In this paper, we propose a natural extension of time-invariant coefficients threshold GARCH (TGARCH) processes to periodically time-varying coefficients (PTGARCH) one. So some theoretical probabilistic properties of such models are discussed, in particular, we establish firstly necessary and sufficient conditions which ensure the strict stationarity and ergodicity (in periodic sense) solution of PTGARCH. Secondary, we extend the standard results for the limit theory of the popular quasi-maximum likelihood estimator (QMLE) for estimating the unknown parameters of the model. More precisely, the strong consistency and the asymptotic normality of QMLE are studied in cases when the innovation process is an i.i.d (Strong case) and/or is not (Semi-strong case). The finite-sample properties of QMLE are illustrated by a Monte Carlo study.
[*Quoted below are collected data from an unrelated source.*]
//! Test fixtures and store helpers.
//!
//! Provides temporary store files that disappear with the fixture, plus a
//! few schemas shared by the tests.

use docudb_core::{CollectionModel, Config, Database, Schema};
use docudb_storage::StorageHandler;
use serde_json::json;
use std::path::{Path, PathBuf};
use tempfile::TempDir;

/// A temporary store file with automatic cleanup.
pub struct TestStore {
    path: PathBuf,
    /// The temporary directory (kept alive to prevent cleanup).
    _temp_dir: TempDir,
}

impl TestStore {
    /// Creates a fixture for `store.json` in a fresh temporary directory.
    ///
    /// The file itself is created by the first connect.
    pub fn new() -> Self {
        Self::named("store.json")
    }

    /// Creates a fixture for `name` in a fresh temporary directory.
    pub fn named(name: &str) -> Self {
        let temp_dir = TempDir::new().expect("Failed to create temp directory");
        Self {
            path: temp_dir.path().join(name),
            _temp_dir: temp_dir,
        }
    }

    /// Returns the store file path.
    pub fn path(&self) -> &Path {
        &self.path
    }

    /// Returns the temporary directory.
    pub fn dir(&self) -> &Path {
        self._temp_dir.path()
    }

    /// Returns a handler connected to the store file.
    pub async fn handler(&self) -> StorageHandler {
        let mut handler = StorageHandler::new();
        handler
            .connect(&self.path)
            .await
            .expect("Failed to connect to test store");
        handler
    }

    /// Returns a database connected to the store file.
    ///
    /// Syncing is disabled to keep tests fast.
    pub async fn database(&self) -> Database {
        Database::connect_with_config(&self.path, Config::new().sync_writes(false))
            .await
            .expect("Failed to connect test database")
    }

    /// Creates a fixture and a model over it.
    pub async fn model(schema: Schema) -> (Self, CollectionModel) {
        let store = Self::new();
        let model = store.database().await.model(schema);
        (store, model)
    }

    /// Returns the raw bytes of the store file.
    pub fn raw(&self) -> Vec<u8> {
        std::fs::read(&self.path).expect("Failed to read test store")
    }

    /// Replaces the raw bytes of the store file.
    pub fn write_raw(&self, bytes: &[u8]) {
        std::fs::write(&self.path, bytes).expect("Failed to write test store");
    }
}

impl Default for TestStore {
    fn default() -> Self {
        Self::new()
    }
}

/// `{title: required string}` with timestamps.
pub fn post_schema() -> Schema {
    Schema::new(
        &json!({"title": {"type": "string", "required": true}}),
        &json!({"timestamps": true}),
    )
    .expect("Invalid post schema")
}

/// A schema using every field type, without timestamps.
pub fn kitchen_sink_schema() -> Schema {
    Schema::new(
        &json!({
            "name": {"type": "string", "required": true},
            "label": {"type": "String", "default": "none"},
            "count": {"type": "number", "default": 0},
            "ratio": {"type": "Number"},
            "active": {"type": "boolean", "default": true},
            "flag": {"type": "Boolean"},
            "meta": {"type": "object"},
            "born": {"type": "Date"},
            "tags": {"type": "Array", "default": []}
        }),
        &json!({}),
    )
    .expect("Invalid kitchen sink schema")
}
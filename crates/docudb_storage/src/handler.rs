//! Store file handler.

use crate::config::StorageConfig;
use crate::error::{IoContext, StorageError, StorageResult};
use crate::lock::{LockRegistry, StoreLock};
use docudb_codec::{
    classify_tail, decode_record, encode_record, join_records, plan_append, restore_newlines,
    split_records, TAIL_LEN,
};
use std::fs::Metadata;
use std::future::Future;
use std::io::{self, SeekFrom};
use std::path::{Path, PathBuf};
use std::sync::Arc;
use tokio::fs::{self, File, OpenOptions};
use tokio::io::{AsyncReadExt, AsyncSeekExt, AsyncWriteExt};
use tracing::{debug, trace};

/// Extension every store file must carry.
pub const STORE_EXTENSION: &str = "json";

/// Owns the connection to one store file.
///
/// A store file holds a JSON array with one record per line (see
/// `docudb_codec`). The handler appends, rewrites and reads that file under a
/// reader/writer lock: any number of reads may run together, a write excludes
/// everything else, and access is granted in request order.
///
/// # Connection
///
/// A new handler is disconnected. [`connect`](Self::connect) validates the
/// path (creating an empty file if allowed) and records it; every other
/// operation fails fast with [`StorageError::NotConnected`] until then,
/// without touching the lock or the file.
///
/// # Copies
///
/// Cloning a handler copies its connection. The clone shares the store lock
/// with the original, and so does any handler connected to the same file
/// through the same [`LockRegistry`].
///
/// # Example
///
/// ```no_run
/// use docudb_storage::StorageHandler;
///
/// # async fn run() -> docudb_storage::StorageResult<()> {
/// let mut storage = StorageHandler::new();
/// storage.connect("users.json").await?;
///
/// storage.save(r#"{"_id":"0-1700000000000-00aa11bb22cc","name":"Ada"}"#).await?;
/// let records = storage.load_records().await?;
/// assert_eq!(records.len(), 1);
/// # Ok(())
/// # }
/// ```
#[derive(Debug, Clone)]
pub struct StorageHandler {
    path: Option<PathBuf>,
    lock: Option<StoreLock>,
    registry: Arc<LockRegistry>,
    config: StorageConfig,
}

impl Default for StorageHandler {
    fn default() -> Self {
        Self::new()
    }
}

impl StorageHandler {
    /// Creates a disconnected handler with its own lock registry.
    #[must_use]
    pub fn new() -> Self {
        Self::with_registry(Arc::new(LockRegistry::new()), StorageConfig::default())
    }

    /// Creates a disconnected handler with its own lock registry.
    #[must_use]
    pub fn with_config(config: StorageConfig) -> Self {
        Self::with_registry(Arc::new(LockRegistry::new()), config)
    }

    /// Creates a disconnected handler that takes its locks from `registry`.
    #[must_use]
    pub fn with_registry(registry: Arc<LockRegistry>, config: StorageConfig) -> Self {
        Self {
            path: None,
            lock: None,
            registry,
            config,
        }
    }

    /// Connects to the store file at `path`.
    ///
    /// A missing file is created empty when `create_if_missing` is set. On
    /// failure the handler is left disconnected.
    ///
    /// # Errors
    ///
    /// - [`StorageError::InvalidExtension`] if `path` does not end in `.json`
    /// - [`StorageError::NotFound`] if the file is missing and may not be created
    /// - [`StorageError::NotAFile`] if `path` is a directory or other non-file
    /// - [`StorageError::PermissionDenied`] if the file is not readable and writable
    pub async fn connect(&mut self, path: impl AsRef<Path>) -> StorageResult<()> {
        let path = path.as_ref();
        self.disconnect();

        if path.extension().and_then(|ext| ext.to_str()) != Some(STORE_EXTENSION) {
            return Err(StorageError::InvalidExtension {
                path: path.to_path_buf(),
            });
        }

        match fs::metadata(path).await {
            Ok(meta) => Self::check_existing(path, &meta).await?,
            Err(e) if e.kind() == io::ErrorKind::NotFound => self.create_store(path).await?,
            Err(e) => return Err(open_error(path, e)),
        }

        let canonical = fs::canonicalize(path).await.during("connect")?;
        self.lock = Some(self.registry.lock_for(&canonical));
        debug!(path = %canonical.display(), "connected to store");
        self.path = Some(canonical);

        Ok(())
    }

    /// Drops the connection. Does nothing if already disconnected.
    pub fn disconnect(&mut self) {
        if let Some(path) = self.path.take() {
            debug!(path = %path.display(), "disconnected from store");
        }
        self.lock = None;
    }

    /// Returns true if the handler has an active connection.
    #[must_use]
    pub fn is_connected(&self) -> bool {
        self.path.is_some()
    }

    /// Returns the canonical path of the connected store file.
    #[must_use]
    pub fn path(&self) -> Option<&Path> {
        self.path.as_deref()
    }

    /// Returns the handler configuration.
    #[must_use]
    pub fn config(&self) -> &StorageConfig {
        &self.config
    }

    /// Returns the registry this handler takes its locks from.
    #[must_use]
    pub fn registry(&self) -> &Arc<LockRegistry> {
        &self.registry
    }

    /// Appends one record text to the store.
    ///
    /// Only the last few bytes of the file are rewritten, whatever its size.
    ///
    /// # Errors
    ///
    /// Fails if disconnected, if the file framing is broken, if `text` is
    /// empty, or on I/O failure.
    pub async fn save(&self, text: &str) -> StorageResult<()> {
        let (path, lock) = self.connection()?;
        let record = encode_record(text)?;

        let _guard = self.acquire("save", lock.write()).await?;

        let mut file = OpenOptions::new()
            .read(true)
            .write(true)
            .open(path)
            .await
            .during("save")?;
        let size = file.metadata().await.during("save")?.len();
        let tail = read_tail(&mut file, size).await.during("save")?;

        let shape = classify_tail(size, &tail)?;
        let plan = plan_append(shape, size, &record)?;

        file.seek(SeekFrom::Start(plan.truncate_to))
            .await
            .during("save")?;
        file.write_all(&plan.bytes).await.during("save")?;
        file.flush().await.during("save")?;
        file.set_len(plan.truncate_to + plan.bytes.len() as u64)
            .await
            .during("save")?;
        self.sync(&file, "save").await?;

        trace!(?shape, bytes = plan.bytes.len(), "appended record");
        Ok(())
    }

    /// Replaces the whole store with `records`, in order.
    ///
    /// An empty slice leaves a bare `[` `]` frame.
    ///
    /// # Errors
    ///
    /// Fails if disconnected, if any record is empty, or on I/O failure.
    pub async fn overwrite<S: AsRef<str>>(&self, records: &[S]) -> StorageResult<()> {
        let (path, lock) = self.connection()?;
        let encoded = records
            .iter()
            .map(|record| encode_record(record.as_ref()))
            .collect::<Result<Vec<_>, _>>()?;
        let body = join_records(&encoded);

        let _guard = self.acquire("overwrite", lock.write()).await?;
        self.rewrite(path, body.as_bytes(), "overwrite").await?;

        debug!(records = encoded.len(), "overwrote store");
        Ok(())
    }

    /// Truncates the store to zero bytes.
    ///
    /// # Errors
    ///
    /// Fails if disconnected or on I/O failure.
    pub async fn erase_db(&self) -> StorageResult<()> {
        let (path, lock) = self.connection()?;

        let _guard = self.acquire("erase", lock.write()).await?;
        self.rewrite(path, b"", "erase").await?;

        debug!("erased store");
        Ok(())
    }

    /// Returns the full file text with newline sentinels restored.
    ///
    /// # Errors
    ///
    /// Fails if disconnected, if the file is not UTF-8, or on I/O failure.
    pub async fn load(&self) -> StorageResult<String> {
        let (path, lock) = self.connection()?;

        let _guard = self.acquire("load", lock.read()).await?;
        let body = read_body(path, "load").await?;

        Ok(restore_newlines(&body).into_owned())
    }

    /// Returns every record text in file order, newline sentinels restored.
    ///
    /// # Errors
    ///
    /// Fails if disconnected, if the framing is broken, or on I/O failure.
    pub async fn load_records(&self) -> StorageResult<Vec<String>> {
        let (path, lock) = self.connection()?;

        let _guard = self.acquire("load", lock.read()).await?;
        let body = read_body(path, "load").await?;

        Ok(split_records(&body)?
            .into_iter()
            .map(decode_record)
            .collect())
    }

    /// Removes every record whose text contains `pattern` as a literal substring.
    ///
    /// Returns the number of records removed.
    ///
    /// # Errors
    ///
    /// Fails if disconnected, if the framing is broken, or on I/O failure.
    pub async fn delete_by_match(&self, pattern: &str) -> StorageResult<usize> {
        self.delete_where(|record| record.contains(pattern)).await
    }

    /// Removes every record for which `predicate` returns true.
    ///
    /// The predicate sees record texts with newline sentinels restored, once
    /// each and in file order, all under a single write lock. The file is only
    /// rewritten if at least one record is removed. Returns the number of
    /// records removed.
    ///
    /// # Errors
    ///
    /// Fails if disconnected, if the framing is broken, or on I/O failure.
    pub async fn delete_where<F>(&self, mut predicate: F) -> StorageResult<usize>
    where
        F: FnMut(&str) -> bool,
    {
        let (path, lock) = self.connection()?;

        let _guard = self.acquire("delete", lock.write()).await?;
        let body = read_body(path, "delete").await?;
        let stored = split_records(&body)?;

        let kept: Vec<&str> = stored
            .iter()
            .copied()
            .filter(|record| !predicate(&decode_record(record)))
            .collect();
        let removed = stored.len() - kept.len();

        if removed > 0 {
            self.rewrite(path, join_records(&kept).as_bytes(), "delete")
                .await?;
        }

        debug!(removed, kept = kept.len(), "deleted matching records");
        Ok(removed)
    }

    /// Removes and returns every record, leaving a zero-byte file.
    ///
    /// Reading and truncating happen under one write lock, so no record
    /// saved concurrently is lost between the two.
    ///
    /// # Errors
    ///
    /// Fails if disconnected, if the framing is broken, or on I/O failure.
    pub async fn drain(&self) -> StorageResult<Vec<String>> {
        self.drain_with(|record| Ok::<_, StorageError>(record.to_string()))
            .await
    }

    /// Like [`drain`](Self::drain), but converts each record with `parse`
    /// before the file is truncated.
    ///
    /// If any record fails to convert, the file is left untouched and the
    /// first error is returned.
    ///
    /// # Errors
    ///
    /// Fails if disconnected, if the framing is broken, on I/O failure, or
    /// with the error returned by `parse`.
    pub async fn drain_with<T, E, F>(&self, mut parse: F) -> Result<Vec<T>, E>
    where
        F: FnMut(&str) -> Result<T, E>,
        E: From<StorageError>,
    {
        let (path, lock) = self.connection()?;

        let _guard = self.acquire("drain", lock.write()).await?;
        let body = read_body(path, "drain").await?;
        let records = split_records(&body)
            .map_err(StorageError::from)?
            .into_iter()
            .map(|record| parse(&decode_record(record)))
            .collect::<Result<Vec<T>, E>>()?;
        self.rewrite(path, b"", "drain").await?;

        debug!(records = records.len(), "drained store");
        Ok(records)
    }

    /// Returns the current size of the store file in bytes.
    ///
    /// # Errors
    ///
    /// Fails if disconnected or on I/O failure.
    pub async fn size(&self) -> StorageResult<u64> {
        let (path, _) = self.connection()?;
        Ok(fs::metadata(path).await.during("size")?.len())
    }

    fn connection(&self) -> StorageResult<(&Path, &StoreLock)> {
        match (&self.path, &self.lock) {
            (Some(path), Some(lock)) => Ok((path, lock)),
            _ => Err(StorageError::NotConnected),
        }
    }

    async fn acquire<F: Future>(
        &self,
        operation: &'static str,
        guard: F,
    ) -> StorageResult<F::Output> {
        match self.config.lock_timeout {
            Some(limit) => tokio::time::timeout(limit, guard)
                .await
                .map_err(|_| StorageError::LockTimeout { operation }),
            None => Ok(guard.await),
        }
    }

    async fn rewrite(&self, path: &Path, body: &[u8], operation: &'static str) -> StorageResult<()> {
        let mut file = OpenOptions::new()
            .write(true)
            .truncate(true)
            .open(path)
            .await
            .during(operation)?;
        file.write_all(body).await.during(operation)?;
        file.flush().await.during(operation)?;
        self.sync(&file, operation).await
    }

    async fn sync(&self, file: &File, operation: &'static str) -> StorageResult<()> {
        if self.config.sync_writes {
            file.sync_all().await.during(operation)?;
        }
        Ok(())
    }

    async fn check_existing(path: &Path, meta: &Metadata) -> StorageResult<()> {
        if !meta.is_file() {
            return Err(StorageError::NotAFile {
                path: path.to_path_buf(),
            });
        }
        if meta.permissions().readonly() {
            return Err(StorageError::PermissionDenied {
                path: path.to_path_buf(),
            });
        }

        OpenOptions::new()
            .read(true)
            .write(true)
            .open(path)
            .await
            .map_err(|e| open_error(path, e))?;
        Ok(())
    }

    async fn create_store(&self, path: &Path) -> StorageResult<()> {
        if !self.config.create_if_missing {
            return Err(StorageError::NotFound {
                path: path.to_path_buf(),
            });
        }

        match OpenOptions::new()
            .read(true)
            .write(true)
            .create_new(true)
            .open(path)
            .await
        {
            Ok(file) => {
                self.sync(&file, "connect").await?;
                debug!(path = %path.display(), "created empty store file");
                Ok(())
            }
            // Lost a creation race; the file exists now.
            Err(e) if e.kind() == io::ErrorKind::AlreadyExists => Ok(()),
            Err(e) => Err(open_error(path, e)),
        }
    }
}

fn open_error(path: &Path, source: io::Error) -> StorageError {
    match source.kind() {
        io::ErrorKind::NotFound => StorageError::NotFound {
            path: path.to_path_buf(),
        },
        io::ErrorKind::PermissionDenied => StorageError::PermissionDenied {
            path: path.to_path_buf(),
        },
        _ => StorageError::Io {
            operation: "connect",
            source,
        },
    }
}

async fn read_tail(file: &mut File, size: u64) -> io::Result<Vec<u8>> {
    let len = size.min(TAIL_LEN);
    let mut tail = vec![0u8; len as usize];
    if len > 0 {
        file.seek(SeekFrom::Start(size - len)).await?;
        file.read_exact(&mut tail).await?;
    }
    Ok(tail)
}

async fn read_body(path: &Path, operation: &'static str) -> StorageResult<String> {
    let bytes = fs::read(path).await.during(operation)?;
    String::from_utf8(bytes).map_err(|_| StorageError::InvalidUtf8)
}
//! Error types for DocuDB core.

use docudb_codec::CodecError;
use docudb_storage::StorageError;
use thiserror::Error;

/// Result type for core operations.
pub type CoreResult<T> = Result<T, CoreError>;

/// Errors that can occur in DocuDB core operations.
#[derive(Debug, Error)]
pub enum CoreError {
    /// Storage handler error.
    #[error("storage error: {0}")]
    Storage(#[from] StorageError),

    /// Store file layout error.
    #[error("codec error: {0}")]
    Codec(#[from] CodecError),

    /// A stored record is not valid JSON, or a record could not be serialized.
    #[error("JSON error: {0}")]
    Json(#[from] serde_json::Error),

    /// A schema definition or its options are malformed.
    #[error("invalid schema: {message}")]
    Config {
        /// Description of the problem.
        message: String,
    },

    /// A content field violates the schema.
    #[error("validation failed for field `{field}`: {message}")]
    Validation {
        /// Name of the offending field.
        field: String,
        /// Description of the violation.
        message: String,
    },

    /// Content handed to a schema is not a JSON object.
    #[error("invalid content: {message}")]
    InvalidContent {
        /// Description of the problem.
        message: String,
    },

    /// A stored record cannot be turned back into a document.
    #[error("invalid stored record: {message}")]
    InvalidRecord {
        /// Description of the problem.
        message: String,
    },
}

/// Broad category of a [`CoreError`].
#[derive(Debug, Clone, Copy, PartialEq, Eq, Hash)]
pub enum ErrorKind {
    /// Malformed schema definition or options.
    Config,
    /// Content does not satisfy a schema.
    Validation,
    /// No usable store connection.
    Connection,
    /// Underlying read or write failure, including lock timeouts.
    Io,
    /// The store file or a record in it is damaged.
    Corruption,
}

impl CoreError {
    /// Creates a schema configuration error.
    pub fn config(message: impl Into<String>) -> Self {
        Self::Config {
            message: message.into(),
        }
    }

    /// Creates a field validation error.
    pub fn validation(field: impl Into<String>, message: impl Into<String>) -> Self {
        Self::Validation {
            field: field.into(),
            message: message.into(),
        }
    }

    /// Creates an invalid content error.
    pub fn invalid_content(message: impl Into<String>) -> Self {
        Self::InvalidContent {
            message: message.into(),
        }
    }

    /// Creates an invalid stored record error.
    pub fn invalid_record(message: impl Into<String>) -> Self {
        Self::InvalidRecord {
            message: message.into(),
        }
    }

    /// Returns the category of this error.
    #[must_use]
    pub fn kind(&self) -> ErrorKind {
        match self {
            Self::Config { .. } => ErrorKind::Config,
            Self::Validation { .. } | Self::InvalidContent { .. } => ErrorKind::Validation,
            Self::Storage(e) if e.is_connection() => ErrorKind::Connection,
            Self::Storage(StorageError::Io { .. } | StorageError::LockTimeout { .. }) => {
                ErrorKind::Io
            }
            Self::Storage(_) | Self::Codec(_) | Self::Json(_) | Self::InvalidRecord { .. } => {
                ErrorKind::Corruption
            }
        }
    }
}
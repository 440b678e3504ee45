//! Record timestamps.
//!
//! Timestamps are stored as ISO-8601 UTC strings with millisecond precision,
//! e.g. `2026-10-16T09:30:00.123Z`. Values are kept truncated to whole
//! milliseconds so that a stored timestamp reads back equal to the original.

use chrono::{DateTime, Duration, SecondsFormat, SubsecRound, Utc};

/// Returns the current time truncated to milliseconds.
#[must_use]
pub fn now() -> DateTime<Utc> {
    Utc::now().trunc_subsecs(3)
}

/// Returns a time strictly after `previous` (if any), normally the current time.
///
/// Used when a record is edited within the same millisecond as its last
/// change, or when the clock has stepped backwards.
#[must_use]
pub fn advance(previous: Option<DateTime<Utc>>) -> DateTime<Utc> {
    let current = now();
    match previous {
        Some(previous) if current <= previous => previous + Duration::milliseconds(1),
        _ => current,
    }
}

/// Formats a timestamp in the stored form.
#[must_use]
pub fn format(time: &DateTime<Utc>) -> String {
    time.to_rfc3339_opts(SecondsFormat::Millis, true)
}

/// Parses an RFC 3339 timestamp, normalizing it to UTC milliseconds.
#[must_use]
pub fn parse(text: &str) -> Option<DateTime<Utc>> {
    DateTime::parse_from_rfc3339(text)
        .ok()
        .map(|time| time.with_timezone(&Utc).trunc_subsecs(3))
}
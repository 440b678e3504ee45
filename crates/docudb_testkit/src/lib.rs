//! # DocuDB Testkit
//!
//! Test utilities for DocuDB.
//!
//! This crate provides:
//! - Temporary store fixtures and ready-made schemas
//! - Property-based test generators using proptest
//! - Byte-exact store file vectors
//! - Concurrent load helpers
//!
//! Cross-crate property and scenario tests live in this crate's `tests/`.
//!
//! ## Usage
//!
//! ```rust,ignore
//! use docudb_testkit::prelude::*;
//!
//! #[tokio::test]
//! async fn saves_a_post() {
//!     let (_store, posts) = TestStore::model(post_schema()).await;
//!     posts.new_record(&json!({"title": "hi"})).unwrap().save().await.unwrap();
//! }
//! ```

#![deny(unsafe_code)]
#![warn(missing_docs)]

pub mod fixtures;
pub mod generators;
pub mod stress;
pub mod vectors;

/// Prelude module for convenient imports
pub mod prelude {
    pub use crate::fixtures::*;
    pub use crate::generators::*;
    pub use crate::stress::*;
    pub use crate::vectors::*;
}

pub use fixtures::*;
pub use generators::*;
pub use stress::*;
pub use vectors::*;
Our proposed model is applied to model the exchange rates of the Algerian Dinar against the U.S-dollar and the single European currency (Euro).

Suggested Citation

  • Bibi, Abdelouahab & Ghezal, Ahmed, 2017. "Asymptotic properties of QMLE for periodic asymmetric strong and semi-strong GARCH models," MPRA Paper 81126, University Library of Munich, Germany.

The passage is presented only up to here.